So instead of encouraging people to buy a home, which especially many Western countries are prone to do, it would make sense to encourage people to put their money into stock. This can be done both privately or publicly. The Japanese gov essentially does this through buying up ETFs on the market and financing their pension system with it. Norway does the same with natural resources and finances welfare through the dividends
Who owns the homes depends on the country or city. In most places a mix of the private and the public sector, like it's already the case. Many schemes exist. People can quasi-buy from a government lease like in Singapore, or rent on the private market, the point is just that pouring all your money into a house and years of down payments has bad social effects.

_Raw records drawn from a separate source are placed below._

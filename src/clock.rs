//! Time sources.
//!
//! Every time-dependent piece of the crate (rolling windows, cool-off tracking,
//! promise latency, CPU sampling intervals) reads the time through a [`Clock`]
//! so tests can drive simulated time with [`ManualClock`].

use std::sync::atomic::{AtomicU64, Ordering};
use std::time::{Duration, Instant};

/// Monotonic time source.
pub trait Clock: Send + Sync {
    /// Current instant.
    fn now(&self) -> Instant;
}

/// Clock backed by [`Instant::now`].
#[derive(Debug, Default, Clone, Copy)]
pub struct SystemClock;

impl Clock for SystemClock {
    #[inline]
    fn now(&self) -> Instant {
        Instant::now()
    }
}

/// Manually advanced clock for deterministic tests.
///
/// Starts at the instant it was created and only moves when
/// [`advance`](ManualClock::advance) is called.
#[derive(Debug)]
pub struct ManualClock {
    base: Instant,
    offset_nanos: AtomicU64,
}

impl ManualClock {
    /// Create a clock frozen at the current instant.
    pub fn new() -> Self {
        Self {
            base: Instant::now(),
            offset_nanos: AtomicU64::new(0),
        }
    }

    /// Move the clock forward.
    pub fn advance(&self, by: Duration) {
        let nanos = u64::try_from(by.as_nanos()).unwrap_or(u64::MAX);
        self.offset_nanos.fetch_add(nanos, Ordering::SeqCst);
    }

    /// Total simulated time elapsed since creation.
    pub fn elapsed(&self) -> Duration {
        Duration::from_nanos(self.offset_nanos.load(Ordering::SeqCst))
    }
}

impl Default for ManualClock {
    fn default() -> Self {
        Self::new()
    }
}

impl Clock for ManualClock {
    fn now(&self) -> Instant {
        self.base + self.elapsed()
    }
}
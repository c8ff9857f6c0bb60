//! Shared fixtures for integration tests.

use std::sync::{Arc, Mutex};
use std::time::Duration;

use tokio_shedder::clock::ManualClock;
use tokio_shedder::shedder::{AlertSink, ShedAlert};
use tokio_shedder::system::FixedCpu;
use tokio_shedder::{ShedderContext, ShedderOptions};

/// Alert sink that keeps every alert.
#[derive(Default)]
pub struct RecordingSink {
    alerts: Mutex<Vec<ShedAlert>>,
}

impl RecordingSink {
    pub fn count(&self) -> usize {
        self.alerts.lock().unwrap().len()
    }

    pub fn last(&self) -> Option<ShedAlert> {
        self.alerts.lock().unwrap().last().cloned()
    }
}

impl AlertSink for RecordingSink {
    fn report(&self, alert: &ShedAlert) {
        self.alerts.lock().unwrap().push(alert.clone());
    }
}

/// Context with simulated time and CPU.
pub struct TestEnv {
    pub ctx: Arc<ShedderContext>,
    pub clock: Arc<ManualClock>,
    pub cpu: Arc<FixedCpu>,
    pub alerts: Arc<RecordingSink>,
}

impl TestEnv {
    pub fn new(cpu: u64) -> Self {
        let clock = Arc::new(ManualClock::new());
        let cpu = Arc::new(FixedCpu::new(cpu));
        let alerts = Arc::new(RecordingSink::default());
        let ctx = ShedderContext::builder()
            .clock(clock.clone())
            .cpu(cpu.clone())
            .alert_sink(alerts.clone())
            .stat_logging(false)
            .build();
        Self {
            ctx,
            clock,
            cpu,
            alerts,
        }
    }

    pub fn advance(&self, by: Duration) {
        self.clock.advance(by);
    }
}

/// One second split into ten 100ms buckets, 90% threshold.
pub fn fast_options() -> ShedderOptions {
    ShedderOptions::default()
        .with_window(Duration::from_secs(1))
        .with_buckets(10)
        .with_cpu_threshold(900)
}
//! Admission tokens.

use std::sync::Arc;
use std::time::Instant;

use super::adaptive::Core;

/// Handle for an admitted request.
///
/// Resolve it with [`pass`](Promise::pass) when the work succeeded or
/// [`fail`](Promise::fail) when it did not. Both consume the promise, so a
/// request is resolved at most once. A promise dropped without a verdict is
/// counted as a failure, which keeps the in-flight counter balanced when a
/// handler panics or returns early.
#[must_use = "a promise must be resolved with pass() or fail()"]
pub struct Promise {
    pending: Option<Pending>,
}

struct Pending {
    start: Instant,
    core: Arc<Core>,
}

impl Promise {
    pub(super) fn new(start: Instant, core: Arc<Core>) -> Self {
        Self {
            pending: Some(Pending { start, core }),
        }
    }

    /// Promise that records nothing.
    pub(super) fn noop() -> Self {
        Self { pending: None }
    }

    /// The request completed successfully.
    ///
    /// Records its latency and one pass into the shedder's windows.
    pub fn pass(mut self) {
        if let Some(p) = self.pending.take() {
            p.core.on_pass(p.start);
        }
    }

    /// The request failed.
    ///
    /// Only releases the in-flight slot: failures do not count as throughput
    /// and their latency is not recorded.
    pub fn fail(mut self) {
        if let Some(p) = self.pending.take() {
            p.core.on_fail();
        }
    }
}

impl Drop for Promise {
    fn drop(&mut self) {
        if let Some(p) = self.pending.take() {
            p.core.on_fail();
        }
    }
}

impl std::fmt::Debug for Promise {
    fn fmt(&self, f: &mut std::fmt::Formatter<'_>) -> std::fmt::Result {
        f.debug_struct("Promise")
            .field("start", &self.pending.as_ref().map(|p| p.start))
            .finish()
    }
}
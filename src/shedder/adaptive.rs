//! Adaptive load shedder.
//!
//! Sheds only when the process is busy *and* more requests are in flight than
//! the service has shown it can sustain:
//!
//! ```text
//! should_drop = (cpu >= threshold || still_hot) && high_throughput
//!
//! max_flight  = max(1, max_pass * windows_per_second * min_rt_ms / 1000)
//! ```
//!
//! `max_flight` is Little's law over the observed windows: the best
//! throughput seen in one bucket times the best average latency. After a
//! drop the shedder stays hot for one second so a brief CPU dip does not
//! re-admit a burst it just rejected.

use std::sync::atomic::{AtomicBool, AtomicI64, AtomicU64, Ordering};
use std::sync::Arc;
use std::time::{Duration, Instant};

use tracing::debug;

use super::alert::{AlertSink, ShedAlert};
use super::options::ShedderOptions;
use super::promise::Promise;
use super::Shedder;
use crate::clock::Clock;
use crate::collection::RollingWindow;
use crate::context::ShedderContext;
use crate::error::{Error, Result};
use crate::system::CpuProvider;

/// How long the shedder stays hot after dropping a request.
pub const COOL_OFF_DURATION: Duration = Duration::from_secs(1);

/// Minimum average latency assumed before any request has passed.
pub const DEFAULT_MIN_RT: f64 = 1000.0;

/// Weight of the previous value in the smoothed in-flight count.
const FLYING_BETA: f64 = 0.9;

/// Shared decision state behind an [`AdaptiveShedder`] and its promises.
pub(super) struct Core {
    cpu_threshold: u64,
    windows_per_second: f64,
    flying: AtomicI64,
    /// f64 bit pattern.
    avg_flying: AtomicU64,
    /// Reference point for `drop_time`.
    epoch: Instant,
    /// Nanoseconds after `epoch` of the latest drop.
    drop_time: AtomicU64,
    dropped_recently: AtomicBool,
    pass_counter: RollingWindow,
    rt_counter: RollingWindow,
    cpu: Arc<dyn CpuProvider>,
    clock: Arc<dyn Clock>,
    alerts: Arc<dyn AlertSink>,
}

/// CPU- and throughput-aware admission controller.
#[derive(Clone)]
pub struct AdaptiveShedder {
    core: Arc<Core>,
}

impl AdaptiveShedder {
    /// Build a shedder using the CPU provider, clock and alert sink of `ctx`.
    ///
    /// Fails on options that cannot describe a window.
    pub fn new(ctx: &ShedderContext, options: ShedderOptions) -> Result<Self> {
        options.validate()?;

        let clock = Arc::clone(ctx.clock());
        let bucket = options.bucket_duration();
        let pass_counter = RollingWindow::with_clock(options.buckets, bucket, clock.clone())?
            .ignore_current_bucket(true);
        let rt_counter = RollingWindow::with_clock(options.buckets, bucket, clock.clone())?
            .ignore_current_bucket(true);

        debug!(
            buckets = options.buckets,
            bucket_ms = bucket.as_millis() as u64,
            cpu_threshold = options.cpu_threshold,
            "Adaptive shedder created"
        );

        Ok(Self {
            core: Arc::new(Core {
                cpu_threshold: options.cpu_threshold,
                windows_per_second: options.windows_per_second(),
                flying: AtomicI64::new(0),
                avg_flying: AtomicU64::new(0f64.to_bits()),
                epoch: clock.now(),
                drop_time: AtomicU64::new(0),
                dropped_recently: AtomicBool::new(false),
                pass_counter,
                rt_counter,
                cpu: Arc::clone(ctx.cpu()),
                clock,
                alerts: Arc::clone(ctx.alerts()),
            }),
        })
    }

    /// CPU threshold in per-mille.
    pub fn cpu_threshold(&self) -> u64 {
        self.core.cpu_threshold
    }

    /// Requests currently admitted and unresolved.
    pub fn flying(&self) -> i64 {
        self.core.flying.load(Ordering::SeqCst)
    }

    /// Smoothed in-flight count.
    pub fn avg_flying(&self) -> f64 {
        self.core.avg_flying()
    }
}

impl Shedder for AdaptiveShedder {
    fn allow(&self) -> Result<Promise> {
        let core = &self.core;
        if core.should_drop() {
            core.record_drop();
            return Err(Error::ServiceOverloaded);
        }

        core.add_flying(1);
        Ok(Promise::new(core.clock.now(), Arc::clone(core)))
    }
}

impl std::fmt::Debug for AdaptiveShedder {
    fn fmt(&self, f: &mut std::fmt::Formatter<'_>) -> std::fmt::Result {
        f.debug_struct("AdaptiveShedder")
            .field("cpu_threshold", &self.core.cpu_threshold)
            .field("windows_per_second", &self.core.windows_per_second)
            .field("flying", &self.flying())
            .field("avg_flying", &self.avg_flying())
            .finish()
    }
}

impl Core {
    fn should_drop(&self) -> bool {
        if !(self.system_overloaded() || self.still_hot()) {
            return false;
        }
        if !self.high_thru() {
            return false;
        }

        self.alerts.report(&ShedAlert {
            reason: "dropreq",
            cpu: self.cpu.cpu_usage(),
            max_pass: self.max_pass(),
            min_rt: self.min_rt(),
            hot: self.still_hot(),
            flying: self.flying.load(Ordering::SeqCst),
            avg_flying: self.avg_flying(),
        });
        true
    }

    fn system_overloaded(&self) -> bool {
        self.cpu.cpu_usage() >= self.cpu_threshold
    }

    /// Within the cool-off period of the last drop.
    ///
    /// Clears `dropped_recently` once the period has expired.
    fn still_hot(&self) -> bool {
        if !self.dropped_recently.load(Ordering::Acquire) {
            return false;
        }

        let dropped_at = self.epoch + Duration::from_nanos(self.drop_time.load(Ordering::Acquire));
        let hot = self.clock.now().saturating_duration_since(dropped_at) < COOL_OFF_DURATION;
        if !hot {
            self.dropped_recently.store(false, Ordering::Release);
        }
        hot
    }

    fn record_drop(&self) {
        let since_epoch = self.clock.now().saturating_duration_since(self.epoch);
        let nanos = u64::try_from(since_epoch.as_nanos()).unwrap_or(u64::MAX);
        self.drop_time.store(nanos, Ordering::Release);
        self.dropped_recently.store(true, Ordering::Release);
    }

    /// Both the smoothed and the instantaneous in-flight counts exceed what
    /// the service has shown it can sustain.
    fn high_thru(&self) -> bool {
        let max_flight = self.max_flight();
        let avg_flying = self.avg_flying();
        let flying = self.flying.load(Ordering::SeqCst) as f64;
        avg_flying > max_flight && flying > max_flight
    }

    fn max_flight(&self) -> f64 {
        let estimate =
            self.max_pass() as f64 * self.windows_per_second * (self.min_rt() / 1000.0);
        estimate.max(1.0)
    }

    /// Most passes recorded in one complete bucket, at least 1.
    fn max_pass(&self) -> u64 {
        let mut result = 1.0f64;
        self.pass_counter.reduce(|b| {
            if b.sum > result {
                result = b.sum;
            }
        });
        result as u64
    }

    /// Lowest per-bucket average latency in milliseconds.
    fn min_rt(&self) -> f64 {
        let mut result = DEFAULT_MIN_RT;
        self.rt_counter.reduce(|b| {
            if b.count == 0 {
                return;
            }
            let avg = (b.sum / b.count as f64).round();
            if avg < result {
                result = avg;
            }
        });
        result
    }

    fn avg_flying(&self) -> f64 {
        f64::from_bits(self.avg_flying.load(Ordering::SeqCst))
    }

    /// Adjust the in-flight count.
    ///
    /// The smoothed average only moves on release, so bursts are admitted at
    /// once while the estimate decays slowly afterwards.
    fn add_flying(&self, delta: i64) {
        let flying = self.flying.fetch_add(delta, Ordering::SeqCst) + delta;
        if delta < 0 {
            let _ = self
                .avg_flying
                .fetch_update(Ordering::SeqCst, Ordering::SeqCst, |bits| {
                    let avg = f64::from_bits(bits);
                    let next = avg * FLYING_BETA + flying as f64 * (1.0 - FLYING_BETA);
                    Some(next.to_bits())
                });
        }
    }

    pub(super) fn on_pass(&self, start: Instant) {
        let rt = self.clock.now().saturating_duration_since(start).as_secs_f64() * 1000.0;
        self.add_flying(-1);
        self.rt_counter.add(rt.ceil());
        self.pass_counter.add(1.0);
    }

    pub(super) fn on_fail(&self) {
        self.add_flying(-1);
    }
}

Together with zoning it also creates 'fortresses' for the upper middle class. It's bad for social mobility. so you want people to pay rent to a landlord (lost consumption payment) and invest the difference between mortgage interest/fees and the rent being lost on stocks which are valued at all time highs? down payments on houses in the US are pretty low. i fail to see what norwegian/alaskan/saudi arabian schemes of paying out natural resource dividends has to do with this at all
To argue that stocks are valued at all time highs (implying that this is risky?) after the housing crash in 08 and the the 90s is a little bit funny. It's pretty much universally true that, long term human productivity outpaces a fixed assets like a house or gold or whatever. If you throw your money into blue chips right now the chance that you're better off than doing anything else with it is quite high.
i fail to see what norwegian/alaskan/saudi arabian schemes of paying out natural resource dividends has to do with this at all
The principle behind it is the same. Instead of turning everybody into a mini-landlord in their own castle and micro-managing the labour market, let people profit from economic growth by tapping into the revenue and giving them a share of the growth. Whether that's natural resources or intellectual resources is secondary. There is nothing egalitarian about home ownership, encouraging it is a subsidy for the top two quintiles of the income distribution.
If you look at where the modern economy causes friction, it isn't Hongkong, Switzerland or Denmark, it's Italy, Spain or the American rustbelt.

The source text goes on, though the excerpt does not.